▸ ABOUT THIS TASK
How do the records below read from their first line through the line containing "Base58 text, so"? Write those lines out exactly.

(Items from a data source)
'''

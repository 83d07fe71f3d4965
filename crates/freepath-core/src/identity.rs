//! Node identity: node IDs, the local key bundle and trusted contacts.

use std::fmt;
use std::str::FromStr;

use dashmap::DashMap;
use freepath_crypto::hash::sha256;
use freepath_crypto::signatures::{SigningKey, VerifyingKey};
use freepath_crypto::x25519;
use rand_core::OsRng;
use serde::{Deserialize, Deserializer, Serialize, Serializer};

use crate::base58;
use crate::error::Base58Error;

/// Raw node ID size in bytes
pub const NODE_ID_SIZE: usize = 16;

/// 16-byte node identifier: `SHA-256(ed25519_public)[0..16]`.
///
/// Displayed and parsed as Base58. Ordering compares the Base58 text, so
/// tie-breaks agree with peers that order node IDs as strings; it differs
/// from raw byte order when the encodings have different lengths.
#[derive(Clone, Copy, PartialEq, Eq, Hash)]
pub struct NodeId([u8; NODE_ID_SIZE]);

impl NodeId {
    /// Wrap raw node ID bytes.
    #[must_use]
    pub const fn from_bytes(bytes: [u8; NODE_ID_SIZE]) -> Self {
        Self(bytes)
    }

    /// Wrap a raw node ID slice, returning `None` unless it is 16 bytes.
    #[must_use]
    pub fn from_slice(slice: &[u8]) -> Option<Self> {
        slice.try_into().ok().map(Self)
    }

    /// Derive the node ID bound to an Ed25519 public key.
    #[must_use]
    pub fn from_sig_key(key: &VerifyingKey) -> Self {
        let digest = sha256(key.as_bytes());
        let mut id = [0u8; NODE_ID_SIZE];
        id.copy_from_slice(&digest[..NODE_ID_SIZE]);
        Self(id)
    }

    /// Raw bytes.
    #[must_use]
    pub const fn as_bytes(&self) -> &[u8; NODE_ID_SIZE] {
        &self.0
    }

    /// Base58 text form.
    #[must_use]
    pub fn to_base58(&self) -> String {
        base58::encode(&self.0)
    }
}

impl Ord for NodeId {
    fn cmp(&self, other: &Self) -> std::cmp::Ordering {
        if self.0 == other.0 {
            return std::cmp::Ordering::Equal;
        }
        self.to_base58().cmp(&other.to_base58())
    }
}

impl PartialOrd for NodeId {
    fn partial_cmp(&self, other: &Self) -> Option<std::cmp::Ordering> {
        Some(self.cmp(other))
    }
}

impl fmt::Display for NodeId {
    fn fmt(&self, f: &mut fmt::Formatter<'_>) -> fmt::Result {
        f.write_str(&self.to_base58())
    }
}

impl fmt::Debug for NodeId {
    fn fmt(&self, f: &mut fmt::Formatter<'_>) -> fmt::Result {
        write!(f, "NodeId({self})")
    }
}

impl FromStr for NodeId {
    type Err = Base58Error;

    fn from_str(s: &str) -> Result<Self, Self::Err> {
        let raw = base58::decode(s)?;
        Self::from_slice(&raw).ok_or(Base58Error::InvalidLength {
            expected: NODE_ID_SIZE,
            actual: raw.len(),
        })
    }
}

impl Serialize for NodeId {
    fn serialize<S: Serializer>(&self, serializer: S) -> Result<S::Ok, S::Error> {
        serializer.collect_str(self)
    }
}

impl<'de> Deserialize<'de> for NodeId {
    fn deserialize<D: Deserializer<'de>>(deserializer: D) -> Result<Self, D::Error> {
        let text = String::deserialize(deserializer)?;
        text.parse().map_err(serde::de::Error::custom)
    }
}

/// The local node's long-term keys.
///
/// Created once at startup. Equality is by node ID.
#[derive(Clone)]
pub struct LocalIdentity {
    node_id: NodeId,
    sig_key: SigningKey,
    enc_key: x25519::PrivateKey,
}

impl LocalIdentity {
    /// Generate fresh Ed25519 and X25519 key pairs.
    #[must_use]
    pub fn generate() -> Self {
        Self::from_keys(
            SigningKey::generate(&mut OsRng),
            x25519::PrivateKey::generate(&mut OsRng),
        )
    }

    /// Restore an identity from its secret key material.
    #[must_use]
    pub fn from_secret_keys(sig_seed: &[u8; 32], enc_secret: [u8; 32]) -> Self {
        Self::from_keys(
            SigningKey::from_bytes(sig_seed),
            x25519::PrivateKey::from_bytes(enc_secret),
        )
    }

    fn from_keys(sig_key: SigningKey, enc_key: x25519::PrivateKey) -> Self {
        let node_id = NodeId::from_sig_key(&sig_key.verifying_key());
        Self {
            node_id,
            sig_key,
            enc_key,
        }
    }

    /// Node ID derived from the signing key.
    #[must_use]
    pub fn node_id(&self) -> NodeId {
        self.node_id
    }

    /// Ed25519 signing key.
    #[must_use]
    pub fn signing_key(&self) -> &SigningKey {
        &self.sig_key
    }

    /// Ed25519 public key.
    #[must_use]
    pub fn verifying_key(&self) -> VerifyingKey {
        self.sig_key.verifying_key()
    }

    /// X25519 private key used for stateless envelopes.
    #[must_use]
    pub fn enc_key(&self) -> &x25519::PrivateKey {
        &self.enc_key
    }

    /// X25519 public key used for stateless envelopes.
    #[must_use]
    pub fn enc_public(&self) -> x25519::PublicKey {
        self.enc_key.public_key()
    }

    /// Public half of this identity, as a contact would store it.
    #[must_use]
    pub fn contact_info(&self) -> ContactInfo {
        ContactInfo {
            sig_key_public: self.verifying_key(),
            enc_key_public: self.enc_public(),
        }
    }
}

impl PartialEq for LocalIdentity {
    fn eq(&self, other: &Self) -> bool {
        self.node_id == other.node_id
    }
}

impl Eq for LocalIdentity {}

impl fmt::Debug for LocalIdentity {
    fn fmt(&self, f: &mut fmt::Formatter<'_>) -> fmt::Result {
        f.debug_struct("LocalIdentity")
            .field("node_id", &self.node_id)
            .finish_non_exhaustive()
    }
}

/// Verified public keys of a contact.
#[derive(Debug, Clone, Copy, PartialEq, Eq)]
pub struct ContactInfo {
    /// Ed25519 public key
    pub sig_key_public: VerifyingKey,
    /// X25519 public key
    pub enc_key_public: x25519::PublicKey,
}

impl ContactInfo {
    /// Node ID bound to this contact's signing key.
    #[must_use]
    pub fn node_id(&self) -> NodeId {
        NodeId::from_sig_key(&self.sig_key_public)
    }
}

/// Source of trusted contact keys.
///
/// The handshake and the stateless envelope codec only ever trust keys
/// returned here, never keys asserted by the peer.
pub trait ContactLookup: Send + Sync {
    /// Trusted keys for `node_id`, if it is a known contact.
    fn contact(&self, node_id: &NodeId) -> Option<ContactInfo>;

    /// Trusted Ed25519 key for `node_id`.
    fn sig_key(&self, node_id: &NodeId) -> Option<VerifyingKey> {
        self.contact(node_id).map(|c| c.sig_key_public)
    }
}

/// Concurrent in-memory contact list.
#[derive(Debug, Default)]
pub struct ContactBook {
    contacts: DashMap<NodeId, ContactInfo>,
}

impl ContactBook {
    /// Create an empty contact book.
    #[must_use]
    pub fn new() -> Self {
        Self::default()
    }

    /// Add a contact keyed by the node ID derived from its signing key.
    pub fn add(&self, info: ContactInfo) -> NodeId {
        let node_id = info.node_id();
        self.contacts.insert(node_id, info);
        node_id
    }

    /// Remove a contact.
    pub fn remove(&self, node_id: &NodeId) -> Option<ContactInfo> {
        self.contacts.remove(node_id).map(|(_, info)| info)
    }

    /// Whether `node_id` is a known contact.
    #[must_use]
    pub fn contains(&self, node_id: &NodeId) -> bool {
        self.contacts.contains_key(node_id)
    }

    /// Number of contacts.
    #[must_use]
    pub fn len(&self) -> usize {
        self.contacts.len()
    }

    /// Whether the book is empty.
    #[must_use]
    pub fn is_empty(&self) -> bool {
        self.contacts.is_empty()
    }
}

impl ContactLookup for ContactBook {
    fn contact(&self, node_id: &NodeId) -> Option<ContactInfo> {
        self.contacts.get(node_id).map(|entry| *entry.value())
    }
}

'''

▸ EXERCISE RESULT
repository 83d07fe71f3d4965
filename crates/freepath-core/src/identity.rs
//! Node identity: node IDs, the local key bundle and trusted contacts.

use std::fmt;
use std::str::FromStr;

use dashmap::DashMap;
use freepath_crypto::hash::sha256;
use freepath_crypto::signatures::{SigningKey, VerifyingKey};
use freepath_crypto::x25519;
use rand_core::OsRng;
use serde::{Deserialize, Deserializer, Serialize, Serializer};

use crate::base58;
use crate::error::Base58Error;

/// Raw node ID size in bytes
pub const NODE_ID_SIZE: usize = 16;

/// 16-byte node identifier: `SHA-256(ed25519_public)[0..16]`.
///
/// Displayed and parsed as Base58. Ordering compares the Base58 text, so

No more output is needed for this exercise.